Hebgen Dam, located near West Yellowstone, Mt, stands at over 6,500-ft in elevation tucked among the mountains. The nearest city of any size is 100 miles away. Hebgen Reservoir is in the environmentally sensitive headwaters of the Madison River with weather among the coldest and snowiest of any location in the lower 48 states.
The 700-ft earth embankment dam was constructed with a concrete core wall. A concretelined and gated spillway was constructed near the right abutment. The low level outlet for the facility is the intake structure, a 75-ft tall freestanding concrete tower at the upstream toe of the embankment on the left side. Flow through the intake tower was controlled with stoplogs in four bays for the full height of the structure.
On Aug. 17, 1959, a fault located a few hundred yards from the right abutment of the earth embankment dam ruptured during a 7.5 magnitude earthquake. The Madison River downstream of the dam was completely blocked by a massive rockslide, which also killed 28 people. The dam held but the dam and flow control structures experienced severe damage. The dam was repaired and operated for the next few decades.
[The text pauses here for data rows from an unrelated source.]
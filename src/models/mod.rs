//! Built-in spectral components.
//!
//! This module provides the Voigt peak component in its two
//! parameterizations, and the Faddeeva function it is evaluated with.

pub mod faddeeva;
mod voigt;

// Re-export the components
pub use voigt::{Parameterization, PesOptions, Voigt, VoigtBuilder};

/// Create a Voigt component
///
/// # Arguments
///
/// * `legacy` - Use the deprecated `FWHM`/`gamma` naming
///
/// # Returns
///
/// * A Voigt component with default parameter values
pub fn voigt_model(legacy: bool) -> Voigt {
    Voigt::new(legacy)
}

/// Create a photoemission Voigt component
///
/// # Returns
///
/// * A Voigt component with `FWHM`, `gamma` and the photoemission parameters
pub fn pes_voigt_model() -> Voigt {
    Voigt::pes()
}
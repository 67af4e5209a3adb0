mod map_consistency_tests;
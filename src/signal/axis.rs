//! Uniform data axis.
//!
//! A `DataAxis` maps sample indices to coordinates through
//! `value = offset + scale * index`. The scale doubles as the bin width of
//! binned signals.

use crate::error::{Result, VoigtError};
use ndarray::Array1;
use serde::{Deserialize, Serialize};
use std::ops::Range;

// Slack, in index units, when snapping coordinates onto samples.
const INDEX_EPS: f64 = 1e-9;

/// A uniform signal axis
#[derive(Debug, Clone, PartialEq, Serialize, Deserialize)]
pub struct DataAxis {
    /// Number of samples
    pub size: usize,

    /// Spacing between consecutive samples
    pub scale: f64,

    /// Coordinate of the first sample
    pub offset: f64,

    /// Axis name, e.g. "Energy"
    #[serde(default)]
    pub name: String,

    /// Axis units, e.g. "eV"
    #[serde(default)]
    pub units: Option<String>,
}

impl DataAxis {
    /// Create a new axis
    ///
    /// # Arguments
    ///
    /// * `size` - Number of samples
    /// * `scale` - Sample spacing, finite and non-zero
    /// * `offset` - Coordinate of the first sample, finite
    ///
    /// # Examples
    ///
    /// ```
    /// use voigt_rs::signal::DataAxis;
    ///
    /// let axis = DataAxis::new(200, 0.05, -5.0).unwrap();
    /// assert_eq!(axis.low_value(), -5.0);
    /// assert!((axis.high_value() - 4.95).abs() < 1e-12);
    /// ```
    pub fn new(size: usize, scale: f64, offset: f64) -> Result<Self> {
        if !scale.is_finite() || scale == 0.0 {
            return Err(VoigtError::InvalidInput(format!(
                "Axis scale must be finite and non-zero, got {}",
                scale
            )));
        }
        if !offset.is_finite() {
            return Err(VoigtError::InvalidInput(format!(
                "Axis offset must be finite, got {}",
                offset
            )));
        }

        Ok(Self {
            size,
            scale,
            offset,
            name: String::new(),
            units: None,
        })
    }

    /// Set the axis name and units
    pub fn with_name(mut self, name: &str, units: Option<&str>) -> Self {
        self.name = name.to_string();
        self.units = units.map(|u| u.to_string());
        self
    }

    /// Coordinate of sample `index`
    pub fn value(&self, index: usize) -> f64 {
        self.offset + self.scale * index as f64
    }

    /// All sample coordinates
    pub fn axis(&self) -> Array1<f64> {
        Array1::from_iter((0..self.size).map(|i| self.value(i)))
    }

    /// Smallest coordinate on the axis
    pub fn low_value(&self) -> f64 {
        if self.size == 0 {
            return self.offset;
        }
        self.value(0).min(self.value(self.size - 1))
    }

    /// Largest coordinate on the axis
    pub fn high_value(&self) -> f64 {
        if self.size == 0 {
            return self.offset;
        }
        self.value(0).max(self.value(self.size - 1))
    }

    /// Index of the sample nearest to `value`, `None` when outside the axis
    pub fn value2index(&self, value: f64) -> Option<usize> {
        if !value.is_finite() || self.size == 0 {
            return None;
        }

        let index = ((value - self.offset) / self.scale).round();
        if index < 0.0 || index > (self.size - 1) as f64 {
            None
        } else {
            Some(index as usize)
        }
    }

    /// Indices of the samples whose coordinate lies in `[start, end]`
    ///
    /// `None` leaves that side open. The returned range is empty when the
    /// interval holds no sample, when `start > end`, or when a bound is NaN.
    ///
    /// # Examples
    ///
    /// ```
    /// use voigt_rs::signal::DataAxis;
    ///
    /// let axis = DataAxis::new(11, 0.1, 0.0).unwrap();
    /// assert_eq!(axis.value_range_to_indices(Some(0.2), Some(0.5)), 2..6);
    /// assert_eq!(axis.value_range_to_indices(None, None), 0..11);
    /// assert!(axis.value_range_to_indices(Some(2.0), None).is_empty());
    /// ```
    pub fn value_range_to_indices(&self, start: Option<f64>, end: Option<f64>) -> Range<usize> {
        let lo = start.unwrap_or(f64::NEG_INFINITY);
        let hi = end.unwrap_or(f64::INFINITY);
        if lo.is_nan() || hi.is_nan() || lo > hi {
            return 0..0;
        }

        let a = (lo - self.offset) / self.scale;
        let b = (hi - self.offset) / self.scale;
        let (first, last) = if a <= b { (a, b) } else { (b, a) };

        let size = self.size as f64;
        let i1 = (first - INDEX_EPS).ceil().clamp(0.0, size) as usize;
        let i2 = ((last + INDEX_EPS).floor() + 1.0).clamp(0.0, size) as usize;

        i1..i2.max(i1)
    }
}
In 2008, several stoplogs in the intake structure failed. Rehabilitating the intake was a top of the priority for PPL Montana to allow for reliable and safe operation of the intake. The outlet from the intake to the river downstream was a 12-ft dia. woodstave pipe through the dam and core wall downstream to the tailrace.
For a month, PPL Montana personnel worked feverishly to stop the uncontrolled release. More than 3,000 cubic feet per second (cfs) of water was being discharged at a time of year when only 1,000 cfs is normal. The main concern was for the integrity of the aged wood outlet pipe and subsequently the dam itself. After several ideas were attempted without success, banded packets of stoplogs were jacked into the opening 50 feet below the water level, and flow was mostly stopped.
URS Washington was retained for the intake rehabilitation design, and Pacific Pile and Marine was hired for the design-build contract for a cofferdam to isolate the intake. The intake rehabilitation design was complex. The seismicity was a complicated process, involving multiple experts and discourse with FERC, and a design event of a magnitude 7.3 earthquake at a distance of 100 meters, resulting in horizontal and vertical peak ground accelerations of 1.5 g, was selected. Substantial permanent anchorage and post tensioning of the structure was immediately identified as a necessary feature to combat the multiple load directions and reversals during an earthquake. Many factors were incorporated in the design just to allow access for construction and stability until the permanent features were in place. An array of temporary grouted rock anchors were specified for the back wall of the intake to stabilize the structure during dewatering until the permanent post tensioned multi-strand anchors and new concrete structure were complete.
The emergency closed cell cofferdam to isolate the deep intake structure was designed as a freestanding sheet pile structure with three cells containing fill material. The center cell was designed with a single vertical slide gate. Concrete tremie seal utilized to stabilize rock between existing intake. 1,350 cy tremie concrete poured in water depths up to 60-ft. Circular cells spaced 58-ft in dia. 70-ft centers using sheet pile between 80 and 85-ft. 36-in dia. shafts were installed 20-ft into bedrock at a water depth up to 35-ft. Construction on the intake had to be suspended at times while the Reservoir diverted the entire river flow through the area under construction creating challenges to schedule and sequence.